I read that simply so you can see that Milch was concerned with how many Germans they could employ before they employed foreign labor. Their point of departure was not slave labor, but simply some way of meeting the extreme necessity for workers. He also tried, first of all, to find German workers to meet the requirements.
Now I will turn to Page 33 of the English document.
"I don't think that makes any sense. Sixty thousand foreigners, who always entered agriculture seasonally, could be deducted from the 400,000. We should really have the people by the middle of March because otherwise the farmers won't plant potatoes if they don't know whether or not the potatoes will later be grubbed up and gathered. In the first quarter, we shall get back 200,000 men. But we have an agreement with forestry that certain contingents shall remain there longer so far as we don't need the people. So until 31 March we need 200,000 men. In other words, half of our requirement."
Your Honors, you see foreign workers were always employed in Germany. Sixty thousand came into agriculture alone. This proves that the famous statistics of Sauckel, to which the Prosecution referred, namely that 200,000 or so were compelled to work, were an error. Sixty thousand always came to Germany voluntarily to work in agriculture. They were foreign workers.
I continue reading:
"KEHRL: In our presentation of the figures we took our point of departure from the fact that in the first quarter the needs were covered by the people who were returning, so that, if agriculture gets back the 200,000 men and also the seasonal workers, there would be a need for the entire year of 150,000 men.

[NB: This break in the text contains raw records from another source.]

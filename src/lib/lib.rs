pub mod adapters;
pub mod client;
pub mod config;
pub mod core;
pub mod storage;

#[cfg(test)]
mod tests;
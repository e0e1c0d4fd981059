pub mod memory;
pub mod sqlite;

use async_trait::async_trait;

use crate::core::{CreateTodo, Todo, TodoError, UpdateTodo};

/// Storage access for todo records. Every operation is a single atomic
/// request to the backing store; absence is an `Ok(None)`, never an error.
#[async_trait]
pub trait TodoStore: Send + Sync {
    /// Persist a new record and return it with its assigned id.
    async fn create(&self, new: CreateTodo) -> Result<Todo, TodoError>;

    /// All records in insertion order. An empty store yields an empty vec.
    async fn find_all(&self) -> Result<Vec<Todo>, TodoError>;

    async fn find_one(&self, id: i64) -> Result<Option<Todo>, TodoError>;

    /// Apply a partial update and return the post-update record, or `None`
    /// if the id does not exist. Never creates a record.
    async fn update(&self, id: i64, changes: UpdateTodo) -> Result<Option<Todo>, TodoError>;

    /// Remove a record, returning it, or `None` if the id did not exist.
    async fn delete(&self, id: i64) -> Result<Option<Todo>, TodoError>;
}
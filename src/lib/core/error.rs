use axum::http::StatusCode;
use axum::response::IntoResponse;
use thiserror::Error;

#[derive(Error, Debug)]
pub enum TodoError {
    #[error("todo {0} not found")]
    NotFound(i64),
    #[error("database error: {0}")]
    Database(#[from] sqlx::Error),
}

impl IntoResponse for TodoError {
    fn into_response(self) -> axum::response::Response {
        match self {
            TodoError::NotFound(_) => (StatusCode::NOT_FOUND, self.to_string()).into_response(),
            TodoError::Database(_) => {
                (StatusCode::INTERNAL_SERVER_ERROR, self.to_string()).into_response()
            }
        }
    }
}
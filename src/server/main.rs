use std::sync::Arc;

use todo_store::adapters::HttpServer;
use todo_store::config::ServerConfig;
use todo_store::storage::sqlite::SqliteTodoStore;

#[tokio::main]
async fn main() -> anyhow::Result<()> {
    tracing_subscriber::fmt()
        .with_env_filter(std::env::var("RUST_LOG").unwrap_or_else(|_| "info".to_string()))
        .init();

    let config = ServerConfig::from_env();
    let store = SqliteTodoStore::connect(&config.database_url).await?;
    let server = HttpServer::new(Arc::new(store), &format!("0.0.0.0:{}", config.port)).await?;
    server.run().await
}
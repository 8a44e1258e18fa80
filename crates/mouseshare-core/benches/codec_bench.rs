//! Criterion benchmarks for the session frame codec.
//!
//! The codec sits on the per-event hot path (one frame per captured input
//! event), so encode and decode both need to stay well under a microsecond.

use criterion::{black_box, criterion_group, criterion_main, Criterion};

use mouseshare_core::protocol::codec::{decode_event, encode_event};
use mouseshare_core::protocol::event::{Edge, Event, MouseButton};

fn bench_encode(c: &mut Criterion) {
    let mut group = c.benchmark_group("encode");

    let mouse_move = Event::MouseMove { x: 960, y: 540, dx: 3, dy: -1 };
    group.bench_function("mouse_move", |b| {
        b.iter(|| encode_event(black_box(&mouse_move), black_box(123_456)))
    });

    let key = Event::Key { vk: 0x41, scan: 0x1E, flags: 0, pressed: true };
    group.bench_function("key_press", |b| {
        b.iter(|| encode_event(black_box(&key), black_box(123_456)))
    });

    let switch = Event::SwitchScreen { edge: Edge::Left, position: 500 };
    group.bench_function("switch_screen", |b| {
        b.iter(|| encode_event(black_box(&switch), black_box(123_456)))
    });

    group.finish();
}

fn bench_decode(c: &mut Criterion) {
    let mut group = c.benchmark_group("decode");

    let mouse_move = encode_event(&Event::MouseMove { x: 960, y: 540, dx: 3, dy: -1 }, 0);
    group.bench_function("mouse_move", |b| {
        b.iter(|| decode_event(black_box(&mouse_move)).unwrap())
    });

    let button = encode_event(&Event::MouseButton { button: MouseButton::Left, pressed: true }, 0);
    group.bench_function("mouse_button", |b| {
        b.iter(|| decode_event(black_box(&button)).unwrap())
    });

    let keepalive = encode_event(&Event::Keepalive, 0);
    group.bench_function("keepalive", |b| {
        b.iter(|| decode_event(black_box(&keepalive)).unwrap())
    });

    group.finish();
}

criterion_group!(benches, bench_encode, bench_decode);
criterion_main!(benches);
//! Presence broadcasting, secondary side.
//!
//! The secondary announces itself on the discovery port so the primary's
//! topology learns its name, address, and screen size; without that the
//! primary never treats it as a switchable neighbor. Inbound announcements
//! are only logged here; the secondary takes no routing decisions.

use std::collections::HashSet;
use std::net::{Ipv4Addr, SocketAddr, SocketAddrV4, UdpSocket};
use std::sync::atomic::{AtomicBool, Ordering};
use std::sync::Arc;
use std::thread::JoinHandle;
use std::time::Duration;

use thiserror::Error;
use tracing::{debug, info, warn};

use mouseshare_core::protocol::discovery::{encode_presence, parse_presence, PresencePacket};

/// How often presence is broadcast.
pub const DEFAULT_BROADCAST_INTERVAL_MS: u64 = 3_000;

/// Error type for the presence broadcaster.
#[derive(Debug, Error)]
pub enum DiscoveryError {
    #[error("failed to bind discovery socket on port {port}: {source}")]
    Bind {
        port: u16,
        #[source]
        source: std::io::Error,
    },
}

/// What this host announces about itself.
#[derive(Debug, Clone)]
pub struct LocalAnnouncement {
    pub name: String,
    pub session_port: u16,
    pub screen_width: i32,
    pub screen_height: i32,
}

/// Binds the discovery socket and spawns the broadcast thread.
///
/// # Errors
///
/// Returns [`DiscoveryError::Bind`] if the socket cannot be set up; the
/// caller treats that as fatal.
pub fn start_broadcaster(
    discovery_port: u16,
    announcement: LocalAnnouncement,
    running: Arc<AtomicBool>,
) -> Result<JoinHandle<()>, DiscoveryError> {
    let socket = bind_broadcast_socket(discovery_port)?;
    info!("presence broadcaster on udp 0.0.0.0:{discovery_port}");

    let handle = std::thread::Builder::new()
        .name("ms-discovery".to_string())
        .spawn(move || broadcast_loop(socket, discovery_port, announcement, running))
        .expect("failed to spawn discovery thread");
    Ok(handle)
}

fn bind_broadcast_socket(port: u16) -> Result<UdpSocket, DiscoveryError> {
    let into_bind = |source| DiscoveryError::Bind { port, source };

    let socket = socket2::Socket::new(
        socket2::Domain::IPV4,
        socket2::Type::DGRAM,
        Some(socket2::Protocol::UDP),
    )
    .map_err(into_bind)?;
    socket.set_reuse_address(true).map_err(into_bind)?;
    // Unix needs SO_REUSEPORT as well before two processes can share the
    // discovery port; SO_REUSEADDR alone only does that on Windows.
    #[cfg(unix)]
    socket.set_reuse_port(true).map_err(into_bind)?;
    socket.set_broadcast(true).map_err(into_bind)?;
    socket
        .set_read_timeout(Some(Duration::from_millis(500)))
        .map_err(into_bind)?;
    let addr = SocketAddr::from(SocketAddrV4::new(Ipv4Addr::UNSPECIFIED, port));
    socket.bind(&addr.into()).map_err(into_bind)?;
    Ok(socket.into())
}

fn broadcast_loop(
    socket: UdpSocket,
    discovery_port: u16,
    announcement: LocalAnnouncement,
    running: Arc<AtomicBool>,
) {
    let broadcast_addr =
        SocketAddr::from(SocketAddrV4::new(Ipv4Addr::BROADCAST, discovery_port));
    let packet = PresencePacket {
        session_port: announcement.session_port,
        screen_width: announcement.screen_width,
        screen_height: announcement.screen_height,
        is_primary: false,
        name: announcement.name.clone(),
    };

    let mut seen: HashSet<String> = HashSet::new();
    let mut buf = [0u8; 512];
    let mut last_broadcast: Option<std::time::Instant> = None;
    let interval = Duration::from_millis(DEFAULT_BROADCAST_INTERVAL_MS);

    while running.load(Ordering::Relaxed) {
        if last_broadcast.map_or(true, |t| t.elapsed() >= interval) {
            if let Err(e) = socket.send_to(&encode_presence(&packet), broadcast_addr) {
                debug!("presence broadcast failed: {e}");
            }
            last_broadcast = Some(std::time::Instant::now());
        }

        match socket.recv_from(&mut buf) {
            Ok((len, src)) => {
                if let Some(peer) = parse_presence(&buf[..len]) {
                    if peer.name != announcement.name && seen.insert(peer.name.clone()) {
                        info!(
                            "saw {} {} at {}",
                            if peer.is_primary { "primary" } else { "peer" },
                            peer.name,
                            src.ip()
                        );
                    }
                }
            }
            Err(e) if matches!(
                e.kind(),
                std::io::ErrorKind::WouldBlock | std::io::ErrorKind::TimedOut
            ) => {}
            Err(e) => warn!("discovery recv error: {e}"),
        }
    }

    info!("presence broadcaster stopped");
}

// ── Tests ─────────────────────────────────────────────────────────────────────
//! Integration tests wiring the mock interception back end to the focus
//! controller exactly the way `main` does: injected events flow through the
//! bounded channel, delta tracking, and the edge state machine.

use std::sync::atomic::{AtomicBool, Ordering};
use std::sync::{Arc, Mutex};

use async_trait::async_trait;

use mouseshare_core::domain::keys;
use mouseshare_core::protocol::event::{Edge, Event};
use mouseshare_core::{PeerRecord, Topology};

use mouseshare_primary::application::share_input::{
    CaptureControl, EventSink, FocusController, FocusState,
};
use mouseshare_primary::infrastructure::input_capture::mock::MockInputCapture;
use mouseshare_primary::infrastructure::input_capture::{spawn_safety_release, InputCapture};

// ── Shared test double ────────────────────────────────────────────────────────

#[derive(Default)]
struct RecordingSink {
    open: AtomicBool,
    sent: Mutex<Vec<Event>>,
}

impl RecordingSink {
    fn open() -> Arc<Self> {
        let sink = Arc::new(Self::default());
        sink.open.store(true, Ordering::Relaxed);
        sink
    }

    fn sent(&self) -> Vec<Event> {
        self.sent.lock().unwrap().clone()
    }
}

#[async_trait]
impl EventSink for RecordingSink {
    fn is_open(&self) -> bool {
        self.open.load(Ordering::Relaxed)
    }

    async fn send(&self, event: Event) -> Result<(), String> {
        self.sent.lock().unwrap().push(event);
        Ok(())
    }
}

struct Rig {
    capture: Arc<MockInputCapture>,
    sink: Arc<RecordingSink>,
    controller: FocusController,
    rx: tokio::sync::mpsc::Receiver<
        mouseshare_primary::infrastructure::input_capture::CapturedEvent,
    >,
}

fn rig_with_connected_right_peer() -> Rig {
    let capture = Arc::new(MockInputCapture::new(1920, 1080));
    let rx = capture.start().expect("mock capture starts");

    let mut topo = Topology::new(PeerRecord::local("alpha", 24800, 1920, 1080, true));
    topo.observe("bravo", "192.168.1.20".parse().unwrap(), 24800, 1920, 1080, false, 0);
    topo.set_connected("bravo", true);

    let sink = RecordingSink::open();
    let controller = FocusController::new(
        1920,
        1080,
        Arc::new(Mutex::new(topo)),
        Arc::clone(&sink) as Arc<dyn EventSink>,
        Arc::clone(&capture) as Arc<dyn CaptureControl>,
        keys::VK_SCROLL,
        keys::VK_F8,
        Edge::Right,
    );

    Rig { capture, sink, controller, rx }
}

impl Rig {
    /// Drains everything currently in the capture channel through the
    /// controller, like one spin of the focus task.
    async fn pump(&mut self) {
        while let Ok(event) = self.rx.try_recv() {
            self.controller.handle_event(event).await;
        }
    }
}

// ── Scenario: edge crossing to the right ──────────────────────────────────────

#[tokio::test]
async fn edge_crossing_to_the_right_switches_and_streams_deltas() {
    let mut rig = rig_with_connected_right_peer();

    // The user slides the cursor into the right edge.
    rig.capture.inject_move(1918, 500);
    rig.capture.inject_move(1920, 500);
    rig.pump().await;

    assert_eq!(rig.controller.state(), FocusState::Remote);
    assert!(rig.capture.is_suppressed());
    assert_eq!(
        rig.sink.sent(),
        vec![Event::SwitchScreen { edge: Edge::Left, position: 500 }]
    );
    // The physical pointer was pulled off the edge.
    assert_eq!(rig.capture.warps(), vec![(960, 540)]);

    // The next physical move is suppressed, so its delta is measured from
    // the warp anchor and forwarded over the wire.
    rig.capture.inject_move(965, 540);
    rig.pump().await;

    assert_eq!(
        rig.sink.sent().last(),
        Some(&Event::MouseMove { x: 965, y: 540, dx: 5, dy: 0 })
    );
}

#[tokio::test]
async fn empty_topology_means_the_edge_is_just_an_edge() {
    let capture = Arc::new(MockInputCapture::new(1920, 1080));
    let mut rx = capture.start().unwrap();
    let sink = RecordingSink::open();
    let mut controller = FocusController::new(
        1920,
        1080,
        Arc::new(Mutex::new(Topology::new(PeerRecord::local(
            "alpha", 24800, 1920, 1080, true,
        )))),
        Arc::clone(&sink) as Arc<dyn EventSink>,
        Arc::clone(&capture) as Arc<dyn CaptureControl>,
        keys::VK_SCROLL,
        keys::VK_F8,
        Edge::Right,
    );

    capture.inject_move(1920, 500);
    while let Ok(event) = rx.try_recv() {
        controller.handle_event(event).await;
    }

    assert_eq!(controller.state(), FocusState::Local);
    assert!(sink.sent().is_empty());
    assert!(!capture.is_suppressed());
    assert!(capture.warps().is_empty());
}

// ── Scenario: clicks and keys while remote ────────────────────────────────────

#[tokio::test]
async fn buttons_and_keys_stream_while_remote_and_stop_after_release() {
    let mut rig = rig_with_connected_right_peer();

    rig.capture.inject_move(1920, 500);
    rig.pump().await;
    rig.capture.inject_button(mouseshare_core::MouseButton::Left, true);
    rig.capture.inject_button(mouseshare_core::MouseButton::Left, false);
    rig.capture.inject_key(0x41, 0x1E, 0, true);
    rig.pump().await;

    let streamed = rig.sink.sent().len();
    assert_eq!(streamed, 4); // switch + two button events + key

    // Scroll Lock releases; later input stays local.
    rig.capture.inject_key(keys::VK_SCROLL, 0x46, 0, true);
    rig.capture.inject_key(0x42, 0x30, 0, true);
    rig.pump().await;

    assert_eq!(rig.controller.state(), FocusState::Local);
    assert!(!rig.capture.is_suppressed());
    assert_eq!(rig.sink.sent().len(), streamed, "nothing streamed after release");
}

// ── Safety release through the real watchdog ──────────────────────────────────

#[tokio::test]
async fn stale_suppress_is_released_by_the_watchdog() {
    let mut rig = rig_with_connected_right_peer();

    rig.capture.inject_move(1920, 500);
    rig.pump().await;
    assert!(rig.capture.is_suppressed());

    let running = Arc::new(AtomicBool::new(true));
    let watchdog = spawn_safety_release(
        rig.capture.suppress_flag(),
        rig.capture.activity_stamp(),
        100,
        Arc::clone(&running),
    );

    // No further input arrives at all.
    tokio::time::sleep(std::time::Duration::from_millis(400)).await;
    assert!(!rig.capture.is_suppressed(), "watchdog must release a dead capture");

    running.store(false, Ordering::Relaxed);
    let _ = tokio::task::spawn_blocking(move || watchdog.join()).await;
}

"BERK: So far as the Hungarians are concerned, other factors play a role. Previously they always arrived, so that we can count on their returning now as well in the same numbers. It is a question of foreign exchange and money. The exchange conditions in the Southeastern region are such that they offer no inducement for foreign workers to come to the Reich. Gauleiter Sauckel has brought up this question with Ribbentrop and asked him to examine the possibility of introducing a more favorable rate of exchange for those sending their wages home. This has not yet been settled."

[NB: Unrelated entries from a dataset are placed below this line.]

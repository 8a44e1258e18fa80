//! MouseShare secondary host library.

pub mod application;
pub mod infrastructure;
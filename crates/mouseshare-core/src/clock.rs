//! Process-monotonic millisecond clock.
//!
//! Frame timestamps are diagnostic, not authoritative, so all that matters
//! is that they come from a monotonic source local to the sender. The epoch
//! is the first call in the process.

use std::sync::OnceLock;
use std::time::Instant;

static EPOCH: OnceLock<Instant> = OnceLock::new();

/// Milliseconds elapsed since the first call in this process.
pub fn now_ms() -> u64 {
    EPOCH.get_or_init(Instant::now).elapsed().as_millis() as u64
}

/// The `u32` wire form of [`now_ms`]; wraps after ~49.7 days.
pub fn wire_timestamp() -> u32 {
    now_ms() as u32
}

Your Honors, it was always said, Hungarians wore brought to Germany under compulsion. Here you can see that they came voluntarily. They were expected. There was only one difficulty, namely, how could they send their wages back to Hungary. That was the problem mentioned here. It occurred to no one that there should be compulsory or slave labor. All of this is to be seen from these pages I am reading in this document.
I will read now from Page 16 of the original document, and Page 34 of the English copy. I will leave out the first two paragraphs.
"WAEGER: We have an immediate need of 544,000 men. This need was not just arrived at random, but was determined in agreement with the Employment Offices and armaments offices. Actually, we have received so far only an allotment in the month of January of 13,500 men." Your Honors, you can see from that, that the high numbers which are always mentioned like 4 million etc. etc. were nothing but wishful thinking. "We had agreed with the GBA to place the red cards on another basis. There is no point in handing out 200 red cards when it is clear from the start that they cannot be filled. We had agreed on 27,000 red cards, which were given out for the month of January. But actually, only 13,500 came in for armaments. It is, of course, intolerable for the armaments industry if only half the red cards are covered. In addition, there is the following: according to the statements of the GBA a total of 160,000 have been assigned to industrial war production; but actually we have received only 13,500."
Again, Your Honor, you see what sort of numbers are being dealt with. They are purely fictitious numbers. Of course, if you add all these numbers together, you arrive at a large number. That figure is irrelevant.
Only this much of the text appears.